I am using that analytics object in my components just as the datalayer object, and it also gives me the same kind ob datalayer object in google tagassistant, e.g:

  setGameFinished(gameFinished => (gameFinished = true))
            analytics.logEvent('game_finished', {
                score: `${correctAnswerCount} of ${quizData.length}`,
            })

gives me dataLayer.push({event: "game_finished", eventModel: {score: "2 of 4", send_to: ""}, gtm.uniqueEventId: 23}) in google analytics tagassistant (debug window).

But is it the same? I think I might have messed something up there ;). Can someone explain me the difference?


Solution

  • Difference between Firebase and GTM? First of all, Firebase is an SDK. To be used in native apps. JS-driven apps (except react native, I believe) are supposed to use gtag.js. Gtag is a way to track data directly to GA4. And for Universal analytics, they use the analytics.js lib.

    So, again: Firebase SDK was meant to track apps and that data goes to the Firebase service. Soon after introducing firebase, Google realized it wasn't a very comfortable thing to use, so they rolled out GA4 with a very similar to Firebase data model, and since the data model is so close, they made it easy to sync Firebase instance with a GA4 instance. Also, they decided not to bother with a new SDK for the native apps and went with firebase for ga4.

    Google Analytics (a slightly different thing from firebase) has had its history of bad architectures as well, but now we have two analytics libraries, analytics.js that is meant to be deprecated in a year or so with Universal Analytics and ga4 that is meant to replace it despite all the bugs it brings. Ga4 uses the gtag.js lib. But that's only for web. This will only work in apps that allow unsecure external scripts execution, so, like, browsers. Electron-driven apps, too.
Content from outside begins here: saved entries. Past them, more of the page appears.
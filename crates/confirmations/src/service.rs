use chrono::{DateTime, Utc};
use std::sync::Arc;
use tracing::{debug, error, info, warn};
use uuid::Uuid;

use crate::ads::{AdEvent, CreativeAd};
use crate::backoff::Backoff;
use crate::clock::Clock;
use crate::config::ConfirmationsConfig;
use crate::confirmation::{Confirmation, ConfirmationBuilder, RandomTokenGenerator, TokenGenerator};
use crate::error::{CapExceededError, RedemptionError, Result};
use crate::events::{Notifier, RedemptionEvent};
use crate::exclusion::{default_rules, ExclusionRule, ExclusionRules, HistorySnapshot};
use crate::issuers::Issuers;
use crate::payout::{payout_timer, PaymentBatch, PaymentRedeemer, PaymentToken};
use crate::queue::{to_chrono, CancelOutcome, QueueEntry, RedemptionQueue, Settlement};
use crate::redeemer::{Redeemer, Redemption};
use crate::store::ConfirmationStore;
use crate::transactions::{self, Transaction};
use crate::transport::Transport;

#[derive(Clone, Copy, Debug, PartialEq, Eq)]
pub enum Cancellation {
    Cancelled,
    /// In flight; the result is discarded when the attempt finishes
    Deferred,
    NotFound,
}

#[derive(Clone, Debug, PartialEq)]
pub struct ConfirmationsStatus {
    pub queued_confirmations: usize,
    pub queued_payments: usize,
    pub unblinded_payment_tokens: usize,
    pub estimated_pending_rewards: f64,
    pub ads_received_this_month: usize,
    pub next_payout_at: Option<DateTime<Utc>>,
}

/// Owns every collaborator and both redemption queues. All mutation goes through
/// `&mut self`, so one instance is one logical sequence; `spawn` wraps it in a task for
/// callers on other threads.
pub struct Confirmations {
    config: ConfirmationsConfig,
    store: Arc<dyn ConfirmationStore>,
    clock: Arc<dyn Clock>,
    notifier: Notifier,
    issuers: Issuers,
    rules: Vec<Box<dyn ExclusionRule>>,
    builder: ConfirmationBuilder,
    redeemer: Redeemer,
    payment_redeemer: PaymentRedeemer,
    confirmations: RedemptionQueue<Confirmation>,
    payments: RedemptionQueue<PaymentBatch>,
    payout_timer: Option<DateTime<Utc>>,
}
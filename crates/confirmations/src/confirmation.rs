use chrono::{DateTime, Utc};
use serde::{Deserialize, Serialize};
use std::sync::Arc;
use tracing::debug;
use uuid::Uuid;

use crate::ads::{AdEvent, ConfirmationType};
use crate::issuers::Issuers;
use crate::tokens::{BlindedToken, PublicKey, Token};

/// Source of fresh client tokens
pub trait TokenGenerator: Send + Sync {
    fn generate(&self, count: usize) -> Vec<Token>;
}

#[derive(Clone, Copy, Debug, Default)]
pub struct RandomTokenGenerator;

impl TokenGenerator for RandomTokenGenerator {
    fn generate(&self, count: usize) -> Vec<Token> {
        (0..count).map(|_| Token::random()).collect()
    }
}

/// The token half of an opted-in confirmation
#[derive(Clone, Debug, PartialEq, Serialize, Deserialize)]
#[serde(rename_all = "camelCase")]
pub struct ConfirmationToken {
    pub token: Token,
    pub blinded_token: BlindedToken,
}

impl ConfirmationToken {
    pub fn new(token: Token) -> Self {
        let (blinded_token, _) = token.blind();
        Self {
            token,
            blinded_token,
        }
    }
}

#[derive(Clone, Debug, PartialEq, Serialize, Deserialize)]
#[serde(rename_all = "camelCase")]
pub struct Confirmation {
    pub id: String,
    /// Batch id the issuer knows this request by; replaced on reblind
    pub request_id: String,
    pub creative_instance_id: String,
    pub confirmation_type: ConfirmationType,
    /// `None` when rewards are disabled; the issuer then only counts the event
    pub token: Option<ConfirmationToken>,
    /// Issuer key current at creation, if any issuer was known
    pub issuer_public_key: Option<PublicKey>,
    /// Set once the issuer accepted the request; a retry then only fetches the result
    pub was_created: bool,
    pub created_at: DateTime<Utc>,
}

impl Confirmation {
    pub fn is_opted_in(&self) -> bool {
        self.token.is_some()
    }

    pub fn blinded_tokens(&self) -> Vec<BlindedToken> {
        self.token
            .iter()
            .map(|token| token.blinded_token)
            .collect()
    }
}

#[derive(Clone)]
pub struct ConfirmationBuilder {
    generator: Arc<dyn TokenGenerator>,
    rewards_enabled: bool,
}

impl ConfirmationBuilder {
    pub fn new(generator: Arc<dyn TokenGenerator>, rewards_enabled: bool) -> Self {
        Self {
            generator,
            rewards_enabled,
        }
    }

    pub fn build(&self, event: &AdEvent, issuers: &Issuers, now: DateTime<Utc>) -> Confirmation {
        let token = self.rewards_enabled.then(|| ConfirmationToken::new(self.next_token()));
        let id = Uuid::new_v4().to_string();
        let confirmation = Confirmation {
            request_id: id.clone(),
            id,
            creative_instance_id: event.creative_instance_id.clone(),
            confirmation_type: event.confirmation_type,
            token,
            issuer_public_key: issuers.current(now).map(|issuer| issuer.public_key),
            was_created: false,
            created_at: now,
        };

        debug!(
            "Built {} confirmation {} for {} (opted in: {})",
            confirmation.confirmation_type,
            confirmation.id,
            confirmation.creative_instance_id,
            confirmation.is_opted_in()
        );
        confirmation
    }

    /// Replaces the token after the issuer's proof failed to verify, so the retry starts
    /// from a fresh request.
    pub fn reblind(&self, confirmation: &mut Confirmation) {
        if confirmation.token.is_some() {
            confirmation.token = Some(ConfirmationToken::new(self.next_token()));
        }
        confirmation.request_id = Uuid::new_v4().to_string();
        confirmation.was_created = false;
    }

    fn next_token(&self) -> Token {
        self.generator
            .generate(1)
            .into_iter()
            .next()
            .unwrap_or_else(Token::random)
    }
}

#[cfg(test)]
mod tests {
    use super::*;
    use crate::ads::CreativeAd;
    use crate::issuers::Issuer;
    use crate::tokens::SigningKey;
    use chrono::Duration;

    struct SequentialTokens(std::sync::atomic::AtomicU8);

    impl TokenGenerator for SequentialTokens {
        fn generate(&self, count: usize) -> Vec<Token> {
            (0..count)
                .map(|_| {
                    let n = self.0.fetch_add(1, std::sync::atomic::Ordering::SeqCst);
                    Token::from_secret([n; 32])
                })
                .collect()
        }
    }

    fn builder(rewards_enabled: bool) -> ConfirmationBuilder {
        ConfirmationBuilder::new(
            Arc::new(SequentialTokens(std::sync::atomic::AtomicU8::new(1))),
            rewards_enabled,
        )
    }

    fn event(now: DateTime<Utc>) -> AdEvent {
        AdEvent::new(
            &CreativeAd::new("creative-1", "set-1", "campaign-1"),
            ConfirmationType::Viewed,
            now,
        )
    }

    #[test]
    fn test_opted_in_confirmation_carries_blinded_token() {
        let now = Utc::now();
        let issuer = Issuer {
            public_key: SigningKey::random().public_key(),
            name: "0.05BAT".into(),
            valid_from: now - Duration::days(1),
            valid_until: now + Duration::days(1),
        };
        let confirmation = builder(true).build(&event(now), &Issuers::new(vec![issuer.clone()]), now);

        let token = confirmation.token.as_ref().unwrap();
        assert_eq!(token.blinded_token, Token::from_secret([1; 32]).blind().0);
        assert_eq!(confirmation.issuer_public_key, Some(issuer.public_key));
        assert_eq!(confirmation.creative_instance_id, "creative-1");
        assert_eq!(confirmation.request_id, confirmation.id);
        assert!(!confirmation.was_created);
    }

    #[test]
    fn test_opted_out_confirmation_has_no_token() {
        let now = Utc::now();
        let confirmation = builder(false).build(&event(now), &Issuers::default(), now);

        assert!(!confirmation.is_opted_in());
        assert!(confirmation.blinded_tokens().is_empty());
        assert_eq!(confirmation.issuer_public_key, None);
    }

    #[test]
    fn test_reblind_uses_fresh_token() {
        let now = Utc::now();
        let builder = builder(true);
        let mut confirmation = builder.build(&event(now), &Issuers::default(), now);
        confirmation.was_created = true;
        let before = confirmation.blinded_tokens();

        builder.reblind(&mut confirmation);

        assert_ne!(confirmation.blinded_tokens(), before);
        assert_ne!(confirmation.request_id, confirmation.id);
        assert!(!confirmation.was_created);
    }

    #[test]
    fn test_confirmation_serde_round_trip() {
        let now = Utc::now();
        let confirmation = builder(true).build(&event(now), &Issuers::default(), now);
        let json = serde_json::to_string(&confirmation).unwrap();

        assert!(json.contains("\"confirmationType\":\"view\""));
        let restored: Confirmation = serde_json::from_str(&json).unwrap();
        assert_eq!(restored, confirmation);
    }
}
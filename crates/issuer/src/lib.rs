//! Reference token issuer.
//!
//! Signs blinded confirmation tokens, proves each batch with a DLEQ proof and accepts
//! payment-token spends with double-spend detection. Meant for local development and
//! end-to-end tests of the confirmations service.

pub mod config;
pub mod error;
pub mod server;
pub mod signer;
pub mod spent;

pub use config::IssuerConfig;
pub use error::{IssuerError, Result};
pub use server::{app, routes, run, serve, IssuerState};
pub use signer::IssuerSigner;
pub use spent::SpentTokenStore;
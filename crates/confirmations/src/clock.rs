use chrono::{DateTime, Utc};

pub trait Clock: Send + Sync {
    fn now(&self) -> DateTime<Utc>;
}

#[derive(Clone, Copy, Debug, Default)]
pub struct SystemClock;

impl Clock for SystemClock {
    fn now(&self) -> DateTime<Utc> {
        Utc::now()
    }
}

/// Deterministic clock for tests; clones share the same instant.
#[cfg(any(test, feature = "test-utils"))]
#[derive(Clone, Debug)]
pub struct ManualClock {
    now: std::sync::Arc<std::sync::Mutex<DateTime<Utc>>>,
}

#[cfg(any(test, feature = "test-utils"))]
impl ManualClock {
    pub fn new(now: DateTime<Utc>) -> Self {
        Self {
            now: std::sync::Arc::new(std::sync::Mutex::new(now)),
        }
    }

    pub fn advance(&self, by: chrono::Duration) {
        let mut now = self.now.lock().unwrap_or_else(|e| e.into_inner());
        *now += by;
    }

    pub fn set(&self, at: DateTime<Utc>) {
        *self.now.lock().unwrap_or_else(|e| e.into_inner()) = at;
    }
}

#[cfg(any(test, feature = "test-utils"))]
impl Clock for ManualClock {
    fn now(&self) -> DateTime<Utc> {
        *self.now.lock().unwrap_or_else(|e| e.into_inner())
    }
}
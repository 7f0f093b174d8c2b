//! Privacy-preserving ad confirmations and token redemption.
//!
//! Ad events become confirmations carrying a blinded token. The issuer signs the token
//! without seeing it and proves it used its published key; the unblinded result is pooled
//! and later spent in a payout that cannot be linked back to the event.
//!
//! ```rust,no_run
//! use ads_confirmations::{
//!     AdEvent, ConfirmationType, Confirmations, ConfirmationsConfig, CreativeAd, MemoryStore,
//!     Notifier, SystemClock, Transport,
//! };
//! use std::sync::Arc;
//!
//! async fn run(transport: Arc<dyn Transport>) -> ads_confirmations::Result<()> {
//!     let (notifier, mut events) = Notifier::channel();
//!     let service = Confirmations::load(
//!         ConfirmationsConfig::default(),
//!         Arc::new(MemoryStore::new()),
//!         transport,
//!         Arc::new(SystemClock),
//!         notifier,
//!     )
//!     .await?;
//!     let (handle, _task) = service.spawn();
//!
//!     let ad = CreativeAd::new("creative", "set", "campaign").with_per_day(3);
//!     let event = AdEvent::new(&ad, ConfirmationType::Viewed, chrono::Utc::now());
//!     handle.confirm(event, ad).await?;
//!
//!     while let Some(event) = events.recv().await {
//!         println!("{:?}", event);
//!     }
//!     Ok(())
//! }
//! ```

pub mod ads;
pub mod backoff;
pub mod clock;
pub mod config;
pub mod confirmation;
pub mod error;
pub mod events;
pub mod exclusion;
pub mod handle;
pub mod issuers;
pub mod payout;
pub mod queue;
pub mod redeemer;
pub mod service;
pub mod store;
pub mod tokens;
pub mod transactions;
pub mod transport;

pub use ads::{AdEvent, AdEventTally, ConfirmationType, CreativeAd};
pub use clock::{Clock, SystemClock};
pub use config::ConfirmationsConfig;
pub use confirmation::{Confirmation, ConfirmationBuilder, RandomTokenGenerator, TokenGenerator};
pub use error::{
    CapExceededError, ConfirmationsError, NetworkError, RedemptionError, Result, StoreError,
    TokenError,
};
pub use events::{Notifier, RedemptionEvent};
pub use handle::ConfirmationsHandle;
pub use issuers::{Issuer, Issuers};
pub use payout::{PaymentBatch, PaymentToken};
pub use queue::{QueueEntry, RedemptionQueue, RedemptionState};
pub use service::{Cancellation, Confirmations, ConfirmationsStatus};
pub use store::{ConfirmationStore, JsonFileStore, MemoryStore};
pub use transport::{IssuerRequest, IssuerResponse, Method, Transport};

#[cfg(any(test, feature = "test-utils"))]
pub use clock::ManualClock;
#[cfg(any(test, feature = "test-utils"))]
pub use transport::{MockFailure, MockIssuer};
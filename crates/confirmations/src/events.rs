use chrono::{DateTime, Utc};
use tokio::sync::mpsc;
use tracing::debug;

use crate::ads::ConfirmationType;

/// Lifecycle notifications. Exactly one terminal event (`Redeemed`, `Exhausted`,
/// `Cancelled`, `PaidOut`) is emitted per queue entry.
#[derive(Clone, Debug, PartialEq)]
pub enum RedemptionEvent {
    /// The issuer accepted the confirmation request
    Sent {
        id: String,
        confirmation_type: ConfirmationType,
    },
    FailedToSend {
        id: String,
        error: String,
    },
    Redeemed {
        id: String,
        confirmation_type: ConfirmationType,
        estimated_redemption_value: f64,
    },
    FailedToRedeem {
        id: String,
        should_retry: bool,
        should_backoff: bool,
        error: String,
    },
    RetryScheduled {
        id: String,
        retry_count: u32,
        at: DateTime<Utc>,
    },
    Exhausted {
        id: String,
        reason: String,
    },
    Cancelled {
        id: String,
    },
    /// Next payout window
    ScheduledNextRedemption {
        at: DateTime<Utc>,
    },
    PaidOut {
        payment_id: String,
        token_count: usize,
    },
    FailedToPayOut {
        payment_id: String,
        should_retry: bool,
        error: String,
    },
}

/// Sending side of the event channel. A dropped receiver is not an error.
#[derive(Clone, Debug)]
pub struct Notifier {
    sender: Option<mpsc::UnboundedSender<RedemptionEvent>>,
}

impl Notifier {
    pub fn channel() -> (Self, mpsc::UnboundedReceiver<RedemptionEvent>) {
        let (sender, receiver) = mpsc::unbounded_channel();
        (
            Self {
                sender: Some(sender),
            },
            receiver,
        )
    }

    pub fn disabled() -> Self {
        Self { sender: None }
    }

    pub fn notify(&self, event: RedemptionEvent) {
        if let Some(sender) = &self.sender {
            if sender.send(event).is_err() {
                debug!("Event receiver dropped");
            }
        }
    }
}
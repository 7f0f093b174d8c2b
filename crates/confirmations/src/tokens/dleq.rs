use curve25519_dalek::constants::RISTRETTO_BASEPOINT_POINT;
use curve25519_dalek::ristretto::RistrettoPoint;
use curve25519_dalek::scalar::Scalar;
use curve25519_dalek::traits::Identity;
use sha2::{Digest, Sha512};
use std::fmt;

use super::encoding::{decode_scalar, impl_base64_serde, scalar_from_digest};
use super::{Base64Encoding, BlindedToken, PublicKey, SignedToken, SigningKey, Token, UnblindedToken};
use crate::error::TokenError;

const DOMAIN_CHALLENGE: &[u8] = b"ads-confirmations/dleq-challenge/v1";
const DOMAIN_BATCH: &[u8] = b"ads-confirmations/dleq-batch/v1";

/// Proof that `log_G(Y) == log_P(Q)`: the signed token was produced with the key behind
/// the presented public key.
#[derive(Clone, Copy, PartialEq, Eq)]
pub struct DleqProof {
    c: Scalar,
    s: Scalar,
}

/// A single DLEQ proof over a random linear combination of every token in a batch.
#[derive(Clone, Copy, PartialEq, Eq)]
pub struct BatchDleqProof(DleqProof);

impl DleqProof {
    pub fn new(blinded: &BlindedToken, signed: &SignedToken, signing_key: &SigningKey) -> Self {
        Self::prove(blinded.point(), signed.point(), signing_key)
    }

    fn prove(p: RistrettoPoint, q: RistrettoPoint, signing_key: &SigningKey) -> Self {
        let y = signing_key.public_key().point();
        let nonce = Scalar::random(&mut rand::thread_rng());

        let a = nonce * RISTRETTO_BASEPOINT_POINT;
        let b = nonce * p;
        let c = challenge(&y, &p, &q, &a, &b);
        let s = nonce - c * signing_key.scalar();

        Self { c, s }
    }

    /// Fails closed: any algebraic mismatch is `false`.
    pub fn verify(&self, blinded: &BlindedToken, signed: &SignedToken, public_key: &PublicKey) -> bool {
        self.check(blinded.point(), signed.point(), public_key.point())
    }

    fn check(&self, p: RistrettoPoint, q: RistrettoPoint, y: RistrettoPoint) -> bool {
        let a = self.s * RISTRETTO_BASEPOINT_POINT + self.c * y;
        let b = self.s * p + self.c * q;
        challenge(&y, &p, &q, &a, &b) == self.c
    }
}

impl BatchDleqProof {
    pub fn new(
        blinded: &[BlindedToken],
        signed: &[SignedToken],
        signing_key: &SigningKey,
    ) -> Result<Self, TokenError> {
        let (m, z) = composite(blinded, signed, &signing_key.public_key())?;
        Ok(Self(DleqProof::prove(m, z, signing_key)))
    }

    pub fn verify(&self, blinded: &[BlindedToken], signed: &[SignedToken], public_key: &PublicKey) -> bool {
        match composite(blinded, signed, public_key) {
            Ok((m, z)) => self.0.check(m, z, public_key.point()),
            Err(_) => false,
        }
    }

    /// Verifies the batch and, only on success, unblinds every signed token with the
    /// token that produced the matching blinded token.
    pub fn verify_and_unblind(
        &self,
        tokens: &[Token],
        blinded: &[BlindedToken],
        signed: &[SignedToken],
        public_key: &PublicKey,
    ) -> Result<Vec<UnblindedToken>, TokenError> {
        if tokens.len() != signed.len() {
            return Err(TokenError::LengthMismatch {
                blinded: tokens.len(),
                signed: signed.len(),
            });
        }

        if !self.verify(blinded, signed, public_key) {
            return Err(TokenError::ProofVerification);
        }

        Ok(tokens
            .iter()
            .zip(signed)
            .map(|(token, signed)| token.unblind(signed))
            .collect())
    }
}

fn challenge(
    y: &RistrettoPoint,
    p: &RistrettoPoint,
    q: &RistrettoPoint,
    a: &RistrettoPoint,
    b: &RistrettoPoint,
) -> Scalar {
    let mut hasher = Sha512::new();
    hasher.update(DOMAIN_CHALLENGE);
    for point in [&RISTRETTO_BASEPOINT_POINT, y, p, q, a, b] {
        hasher.update(point.compress().as_bytes());
    }
    scalar_from_digest(&hasher.finalize())
}

/// `M = sum(c_i * P_i)`, `Z = sum(c_i * Q_i)` with `c_i` bound to the whole batch.
fn composite(
    blinded: &[BlindedToken],
    signed: &[SignedToken],
    public_key: &PublicKey,
) -> Result<(RistrettoPoint, RistrettoPoint), TokenError> {
    if blinded.is_empty() || blinded.len() != signed.len() {
        return Err(TokenError::LengthMismatch {
            blinded: blinded.len(),
            signed: signed.len(),
        });
    }

    let mut seed_hasher = Sha512::new();
    seed_hasher.update(DOMAIN_BATCH);
    seed_hasher.update(public_key.point().compress().as_bytes());
    for token in blinded {
        seed_hasher.update(token.point().compress().as_bytes());
    }
    for token in signed {
        seed_hasher.update(token.point().compress().as_bytes());
    }
    let seed = seed_hasher.finalize();

    let mut m = RistrettoPoint::identity();
    let mut z = RistrettoPoint::identity();
    for (index, (p, q)) in blinded.iter().zip(signed).enumerate() {
        let mut hasher = Sha512::new();
        hasher.update(seed);
        hasher.update((index as u64).to_le_bytes());
        let c = scalar_from_digest(&hasher.finalize());

        m += c * p.point();
        z += c * q.point();
    }

    Ok((m, z))
}

impl Base64Encoding for DleqProof {
    const NAME: &'static str = "DLEQ proof";

    fn to_bytes(&self) -> Vec<u8> {
        let mut bytes = Vec::with_capacity(64);
        bytes.extend_from_slice(self.c.as_bytes());
        bytes.extend_from_slice(self.s.as_bytes());
        bytes
    }

    fn from_bytes(bytes: &[u8]) -> Result<Self, TokenError> {
        if bytes.len() != 64 {
            return Err(TokenError::Decode(format!(
                "DLEQ proof must be 64 bytes, got {}",
                bytes.len()
            )));
        }

        Ok(Self {
            c: decode_scalar("DLEQ proof challenge", &bytes[..32])?,
            s: decode_scalar("DLEQ proof response", &bytes[32..])?,
        })
    }
}

impl Base64Encoding for BatchDleqProof {
    const NAME: &'static str = "batch DLEQ proof";

    fn to_bytes(&self) -> Vec<u8> {
        self.0.to_bytes()
    }

    fn from_bytes(bytes: &[u8]) -> Result<Self, TokenError> {
        DleqProof::from_bytes(bytes).map(Self)
    }
}

impl fmt::Debug for DleqProof {
    fn fmt(&self, f: &mut fmt::Formatter<'_>) -> fmt::Result {
        write!(f, "DleqProof({})", self.encode_base64())
    }
}

impl fmt::Debug for BatchDleqProof {
    fn fmt(&self, f: &mut fmt::Formatter<'_>) -> fmt::Result {
        write!(f, "BatchDleqProof({})", self.encode_base64())
    }
}

impl_base64_serde!(DleqProof);
impl_base64_serde!(BatchDleqProof);

#[cfg(test)]
mod tests {
    use super::*;

    fn issue(signing_key: &SigningKey, count: usize) -> (Vec<Token>, Vec<BlindedToken>, Vec<SignedToken>) {
        let tokens: Vec<Token> = (0..count).map(|_| Token::random()).collect();
        let blinded: Vec<BlindedToken> = tokens.iter().map(|t| t.blind().0).collect();
        let signed = blinded.iter().map(|b| signing_key.sign(b)).collect();
        (tokens, blinded, signed)
    }

    #[test]
    fn test_single_proof_verifies() {
        let signing_key = SigningKey::random();
        let (_, blinded, signed) = issue(&signing_key, 1);

        let proof = DleqProof::new(&blinded[0], &signed[0], &signing_key);
        assert!(proof.verify(&blinded[0], &signed[0], &signing_key.public_key()));
    }

    #[test]
    fn test_single_proof_rejects_other_public_key() {
        let signing_key = SigningKey::random();
        let other = SigningKey::random();
        let (_, blinded, signed) = issue(&signing_key, 1);

        let proof = DleqProof::new(&blinded[0], &signed[0], &signing_key);
        assert!(!proof.verify(&blinded[0], &signed[0], &other.public_key()));
    }

    #[test]
    fn test_single_proof_rejects_signature_from_other_key() {
        let signing_key = SigningKey::random();
        let other = SigningKey::random();
        let (_, blinded, _) = issue(&signing_key, 1);

        let forged = other.sign(&blinded[0]);
        let proof = DleqProof::new(&blinded[0], &forged, &signing_key);
        assert!(!proof.verify(&blinded[0], &forged, &signing_key.public_key()));
    }

    #[test]
    fn test_batch_proof_verifies_and_unblinds() {
        let signing_key = SigningKey::random();
        let (tokens, blinded, signed) = issue(&signing_key, 5);

        let proof = BatchDleqProof::new(&blinded, &signed, &signing_key).unwrap();
        let unblinded = proof
            .verify_and_unblind(&tokens, &blinded, &signed, &signing_key.public_key())
            .unwrap();

        assert_eq!(unblinded.len(), 5);
        for (token, unblinded) in tokens.iter().zip(&unblinded) {
            assert_eq!(unblinded, &signing_key.rederive_unblinded_token(&token.preimage()));
        }
    }

    #[test]
    fn test_batch_proof_rejects_swapped_signatures() {
        let signing_key = SigningKey::random();
        let (tokens, blinded, mut signed) = issue(&signing_key, 3);
        let proof = BatchDleqProof::new(&blinded, &signed, &signing_key).unwrap();

        signed.swap(0, 1);
        assert_eq!(
            proof.verify_and_unblind(&tokens, &blinded, &signed, &signing_key.public_key()),
            Err(TokenError::ProofVerification)
        );
    }

    #[test]
    fn test_batch_proof_fails_closed_on_length_mismatch() {
        let signing_key = SigningKey::random();
        let (_, blinded, signed) = issue(&signing_key, 3);
        let proof = BatchDleqProof::new(&blinded, &signed, &signing_key).unwrap();

        assert!(!proof.verify(&blinded[..2], &signed, &signing_key.public_key()));
        assert!(!proof.verify(&[], &[], &signing_key.public_key()));
        assert!(BatchDleqProof::new(&[], &[], &signing_key).is_err());
    }

    #[test]
    fn test_proof_base64_roundtrip_and_malformed_input() {
        let signing_key = SigningKey::random();
        let (_, blinded, signed) = issue(&signing_key, 2);
        let proof = BatchDleqProof::new(&blinded, &signed, &signing_key).unwrap();

        let decoded = BatchDleqProof::decode_base64(&proof.encode_base64()).unwrap();
        assert!(decoded.verify(&blinded, &signed, &signing_key.public_key()));

        assert!(BatchDleqProof::decode_base64("").is_err());
        assert!(BatchDleqProof::decode_base64("AAAA").is_err());
    }
}
use ads_confirmations::NetworkError;
use thiserror::Error;

pub type Result<T> = std::result::Result<T, ClientError>;

#[derive(Error, Debug)]
pub enum ClientError {
    #[error("Configuration error: {0}")]
    Config(String),

    #[error("Request timed out")]
    Timeout,

    #[error("Connection error: {0}")]
    Connection(String),

    #[error("HTTP error: {0}")]
    Http(String),

    #[error("Issuer returned status {status}: {body}")]
    Status { status: u16, body: String },

    #[error("Invalid response: {0}")]
    Decode(String),
}

impl From<reqwest::Error> for ClientError {
    fn from(err: reqwest::Error) -> Self {
        if err.is_timeout() {
            ClientError::Timeout
        } else if err.is_connect() {
            ClientError::Connection(err.to_string())
        } else if err.is_decode() {
            ClientError::Decode(err.to_string())
        } else {
            ClientError::Http(err.to_string())
        }
    }
}

impl From<ClientError> for NetworkError {
    fn from(err: ClientError) -> Self {
        match err {
            ClientError::Timeout => NetworkError::Timeout,
            ClientError::Connection(message) => NetworkError::Connection(message),
            other => NetworkError::Http(other.to_string()),
        }
    }
}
    Firebase SDK allows you to send events directly to your Firebase endpoint and that makes the data available for analysis or further ETL.

    Now, GTM, unlike the other libs, is not meant to just send the payloads to the endpoint. It's meant to add a middle man. Basically, GTM deploys a collection of user logic, so in GTM users can grab whatever you're pushing in the dataLayer array, rearrange it, change it and send it to wherever. And wherever can be anything, it can be ga4, can be ga ua, can be facebook or any other endpoint. GTM, as any other tag management system ultimately executes custom javascript on pages where it's loaded.

    There's also GTM for native apps. And that thing is largely useless. It can't really do anything and requires being loaded on every build. It also loses the ability to execute code, so no hotfixing or independent tracking implementation is not possible. Honestly, mobile GTM is about as helpful as the GTM loaded within the no script tag. Native GTM does not provide enough use to justify the spread of business logic and added dependency. It was made just so that Google could claim that it's cross-platform. Same about the no-script: just for the company to be able to claim that it doesn't depend on JS completely.

    Good, now that we're done with the context of what's happening, if you're using react for front-end, then you don't need anything except GTM. GTM is able to load all the libraries it needs for tracking without your intervention and send events as needed, but someone needs to build logic in GTM for whatever is being pushed to the DL. You don't need firebase, having GTM (dataLayer) as the only touchpoint between analytics and front-end is the best practice.

    If you're doing react native for a native app, then it's the opposite - you likely don't need GTM. But sync with your implementation specialists or whoever owns the GTM account in the company.